Being in the meat business, I have witnessed a ton of changes in beef; from whole carcasses to halves, quarters, then primals and sub-primals (boxed and COV) to boneless block-ready cuts, and likewise from store-ground to tube-packed ground beef. (I might add, tube ground beef is FAR superior to store-ground beef, but that's another subject.) Today, I have purchased and used Beyond Meat's Beefy Crumbles. www.beyondmeat.com. I bought a package (10 oz) of it frozen, let it thaw out and made up a goulash with it. Very simple; the crumbles (like ground beef browned up), chopped up some onion and green pepper, added spaghetti sauce and cooked elbow macaroni. A simple lunch! And, it was great! But! As you can see from the nutritional information, total fat is only 3g, 0 saturated and 0 trans, 0 cholesterol, sodium 280 mg, 1 g. carb. and 19 g. protein! Actually a very healthy lunch as far as the 'meat' is concerned. I bought this at Sprout's Mkt, and there are other markets as listed on their website where you can get this 'non-meat' product. This is where the world is heading as it gets more expensive to raise cattle.
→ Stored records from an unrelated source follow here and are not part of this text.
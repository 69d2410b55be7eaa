//! Prometheus metrics exporter
//!
//! Exposes metrics via HTTP for Prometheus scraping.

use crate::metrics::recorder::init_metrics;
use metrics_exporter_prometheus::{PrometheusBuilder, PrometheusHandle};
use std::net::SocketAddr;
use std::sync::OnceLock;

/// Global prometheus handle
static PROMETHEUS_HANDLE: OnceLock<PrometheusHandle> = OnceLock::new();

/// Metrics server configuration
#[derive(Debug, Clone)]
pub struct MetricsConfig {
    /// Address to bind the metrics server
    pub listen_addr: SocketAddr,
}

impl MetricsConfig {
    pub fn with_addr(addr: SocketAddr) -> Self {
        Self { listen_addr: addr }
    }
}

/// Initialize and start the metrics exporter
///
/// Must be called from within a Tokio runtime. The recorder is installed once;
/// subsequent calls return the existing handle.
pub fn start_metrics_server(
    config: MetricsConfig,
) -> Result<&'static PrometheusHandle, MetricsError> {
    init_metrics();

    if let Some(handle) = PROMETHEUS_HANDLE.get() {
        return Ok(handle);
    }

    let (recorder, exporter) = PrometheusBuilder::new()
        .with_http_listener(config.listen_addr)
        .build()
        .map_err(|e| MetricsError::SetupFailed(e.to_string()))?;

    let handle = recorder.handle();
    metrics::set_global_recorder(recorder)
        .map_err(|e| MetricsError::SetupFailed(e.to_string()))?;

    tokio::spawn(async move {
        if let Err(e) = exporter.await {
            tracing::error!("Metrics exporter stopped: {:?}", e);
        }
    });

    let handle = PROMETHEUS_HANDLE.get_or_init(|| handle);
    tracing::info!("Metrics exporter listening on {}", config.listen_addr);

    Ok(handle)
}

/// Errors that can occur during metrics setup
#[derive(Debug, thiserror::Error)]
pub enum MetricsError {
    #[error("Failed to setup metrics: {0}")]
    SetupFailed(String),
}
The price is $4.99/pkg. and is roughly equivalent to a 1 lb. package of ground beef. Great for low-fat high-protein diets; they also have several other products too. I purchased their chicken strips, which according to Bill Gates, are 'just like the real thing'!


----------



## okie362 (Mar 1, 2018)

Soilent Green?


----------



## atomicsmoke (Mar 1, 2018)

So what is it made of?

The world has been on the low fat , less meat trend for decades without palpable benefits.

I agree we can eat less meat. But i will pass on eating meat substitutes. There are plenty of non-meat whole food protein sources: beans, almonds, eggs, cheese, oats.


----------



## SmokinAl (Mar 1, 2018)

Morningstar Farms has a bunch of meatless products, from burgers to ribs, and they are all very good tasting.
Walmart sells them.
Al


----------



## dward51 (Mar 1, 2018)

TVP - Textured Vegetable Protein  (aka soy burger). 
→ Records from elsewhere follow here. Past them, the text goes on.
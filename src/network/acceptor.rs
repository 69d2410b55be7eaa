//! TLS acceptor: owns the listening socket and hands every accepted
//! connection to its own session task.

use crate::config::HarnessConfig;
use crate::metrics;
use crate::network::error::{NetworkError, NetworkResult};
use crate::session::{
    Session, SessionRegistry, SessionReport, SessionSettings, ShutdownListener,
};
use rustls::ServerConfig;
use std::net::SocketAddr;
use std::sync::Arc;
use std::time::Duration;
use tokio::net::{TcpListener, TcpStream};
use tokio::sync::mpsc;
use tokio::task::JoinSet;
use tokio_rustls::TlsAcceptor;

pub struct Acceptor {
    listener: TcpListener,
    tls: TlsAcceptor,
    settings: SessionSettings,
    handshake_timeout: Duration,
    shutdown_grace: Duration,
    shutdown: ShutdownListener,
    registry: Arc<SessionRegistry>,
    reports: Option<mpsc::UnboundedSender<SessionReport>>,
}

/// Everything a spawned connection task needs, cloned per connection
#[derive(Clone)]
struct ConnectionContext {
    tls: TlsAcceptor,
    settings: SessionSettings,
    handshake_timeout: Duration,
    shutdown: ShutdownListener,
    registry: Arc<SessionRegistry>,
    reports: Option<mpsc::UnboundedSender<SessionReport>>,
}

impl Acceptor {
    /// Bind the listener. A bind failure is fatal for the caller.
    pub async fn bind(
        config: &HarnessConfig,
        tls_config: Arc<ServerConfig>,
        shutdown: ShutdownListener,
    ) -> NetworkResult<Self> {
        let listener = TcpListener::bind(config.listen_addr)
            .await
            .map_err(|source| NetworkError::Bind {
                addr: config.listen_addr,
                source,
            })?;

        Ok(Self {
            listener,
            tls: TlsAcceptor::from(tls_config),
            settings: SessionSettings::from(config),
            handshake_timeout: config.handshake_timeout(),
            shutdown_grace: config.shutdown_grace(),
            shutdown,
            registry: Arc::new(SessionRegistry::new()),
            reports: None,
        })
    }

    /// Forward every finished session's report to `sink`
    pub fn with_report_sink(mut self, sink: mpsc::UnboundedSender<SessionReport>) -> Self {
        self.reports = Some(sink);
        self
    }

    pub fn local_addr(&self) -> NetworkResult<SocketAddr> {
        self.listener.local_addr().map_err(NetworkError::IoError)
    }

    /// Sessions currently running under this acceptor
    pub fn registry(&self) -> Arc<SessionRegistry> {
        self.registry.clone()
    }

    /// Accept until shutdown or an accept error. Accept errors end the loop
    /// and are returned; session failures never are.
    pub async fn run(self) -> NetworkResult<()> {
        let Acceptor {
            listener,
            tls,
            settings,
            handshake_timeout,
            shutdown_grace,
            mut shutdown,
            registry,
            reports,
        } = self;

        let local_addr = listener.local_addr().ok();
        tracing::info!("Harness listening on {:?}", local_addr);

        let context = ConnectionContext {
            tls,
            settings,
            handshake_timeout,
            shutdown: shutdown.clone(),
            registry: registry.clone(),
            reports,
        };
        let mut sessions = JoinSet::new();

        let result = loop {
            tokio::select! {
                _ = shutdown.wait() => {
                    tracing::info!("Shutdown requested, no longer accepting connections");
                    break Ok(());
                }
                accepted = listener.accept() => match accepted {
                    Ok((tcp, peer)) => {
                        tracing::debug!(%peer, "Connection accepted");
                        sessions.spawn(serve_connection(context.clone(), tcp, peer));
                    }
                    Err(e) => {
                        tracing::error!("Accept failed, stopping listener: {}", e);
                        break Err(NetworkError::Accept(e));
                    }
                },
                Some(joined) = sessions.join_next(), if !sessions.is_empty() => {
                    if let Err(e) = joined {
                        tracing::error!("Connection task aborted: {}", e);
                    }
                }
            }
        };

        drop(listener);
        if result.is_err() {
            sessions.abort_all();
        }
        drain(sessions, shutdown_grace, &registry).await;
        result
    }
}

/// Wait for running sessions to observe shutdown, then abort stragglers
async fn drain(mut sessions: JoinSet<()>, grace: Duration, registry: &SessionRegistry) {
    if sessions.is_empty() {
        return;
    }

    tracing::info!("Waiting up to {:?} for {} sessions", grace, sessions.len());
    for (id, session) in registry.list() {
        tracing::info!(
            session_id = %id,
            peer = %session.peer,
            age_ms = (chrono::Utc::now() - session.started_at).num_milliseconds(),
            "Draining session"
        );
    }
    let drained = tokio::time::timeout(grace, async {
        while let Some(joined) = sessions.join_next().await {
            if let Err(e) = joined {
                if e.is_panic() {
                    tracing::error!("Connection task panicked: {}", e);
                }
            }
        }
    })
    .await;

    if drained.is_err() {
        tracing::warn!("Aborting {} sessions after grace period", sessions.len());
        let stragglers = registry.list();
        sessions.abort_all();
        while sessions.join_next().await.is_some() {}
        // Aborted connection tasks never reach their own deregistration
        for (id, session) in stragglers {
            tracing::warn!(session_id = %id, peer = %session.peer, "Session aborted");
            registry.remove(&id);
        }
    }
}

async fn serve_connection(context: ConnectionContext, tcp: TcpStream, peer: SocketAddr) {
    if let Err(e) = tcp.set_nodelay(true) {
        tracing::debug!(%peer, "Failed to set TCP_NODELAY: {}", e);
    }

    let stream = match tokio::time::timeout(context.handshake_timeout, context.tls.accept(tcp))
        .await
    {
        Ok(Ok(stream)) => stream,
        Ok(Err(e)) => {
            tracing::warn!(%peer, "TLS handshake failed: {}", e);
            metrics::record_handshake_failed("error");
            return;
        }
        Err(_) => {
            tracing::warn!(%peer, "TLS handshake timed out after {:?}", context.handshake_timeout);
            metrics::record_handshake_failed("timeout");
            return;
        }
    };

    let session = Session::new(stream, context.settings)
        .with_peer(peer)
        .with_shutdown(context.shutdown);
    let id = session.id();

    context.registry.insert(id, peer);
    let report = session.run().await;
    context.registry.remove(&id);

    if let Some(sink) = context.reports {
        let _ = sink.send(report);
    }
}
TVP crumbles are not new.  They have been on the market for at least 20 years.  My wife said they used TVP crumbles at the elementary school where she worked as a lunch lady back in the 90's.

-------------------------
Edit.....  I see in the photo of the back label they list it as "soy free" and the main vegetable ingredient is peas.  So this appears to be a new twist on an old theme?


----------



## pops6927 (Mar 7, 2018)

Yes, it is!


----------